If you’d indulge me a bit more leeway with the sports metaphor, one could argue that this tournament’s lackluster teams of old Europe are well-endowed with enormous assets– great players, goodwill, training programs.

Just like governments which rely on the same tax and spend playbook year after year, Europe’s great football teams are being rendered ineffective by sticking to the same old tired tactics of the past.

The more effective teams from developing nations, however, are experimenting with innovative approaches, such as extreme conditioning regimens, or Chile’s unique 3-3-1-3 formation, and even North Korea’s massed defense approach.

Overall, the results are clear, both on and off the field.

Here in Paris, where the national team has been suffering from anemic performance thus far, the population is simultaneous gripped with a severe economic crisis. With a new political party at the helm, England and France’s leadership is now tasked with the mission of doing *something* to stem the crisis.

Needless to say, this will unfortunately rely on the old, ineffective playbook of drastically higher taxes. The government has already announced increasing capital gains tax from 18% to 40%, and yet another VAT increase from 17.5% to 20% is also expected. Sound familiar?

By comparison, South Korea charges a 0.3% tax on capital gains for small investors, and 11% in other instances. In Paraguay, the rate is 10%, as is the income tax rate. (in Singapore, UAE, Labuan, and Hong Kong, there is no capital gains tax at all)

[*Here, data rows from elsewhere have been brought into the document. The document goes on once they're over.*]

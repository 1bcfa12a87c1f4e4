mod builder;
mod parser;
mod render;
mod table;

pub use builder::ReportBuilder;
pub use parser::{clean_output, EchoTokenParser, RowParser, ECHO_TOKENS};
pub use render::render_grid;
pub use table::{ReportRow, ReportTable};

Tomorrow, the UK’s new Chancellor of Exchequer, George Osborne, will unveil the kingdom’s “emergency budget,” which should provide more details on the tax increases. The government has been vocal about its intention to curb spending, though most cuts are paltry line items like a $6 million swim program for kids.

How about taking a look at the millions upon millions of government workers who add no value to vital production in the economy? With their bright reflective vests, they’re ubiquitous in England, yet they have less authority, responsibility, and productive value than your average high school hall monitor.

It’s difficult (but possible) to fathom a greater waste of taxpayer money.

I would suggest that for countries like the UK, both their politicians and football coaches should take a few pages from the playbooks smaller, developing countries.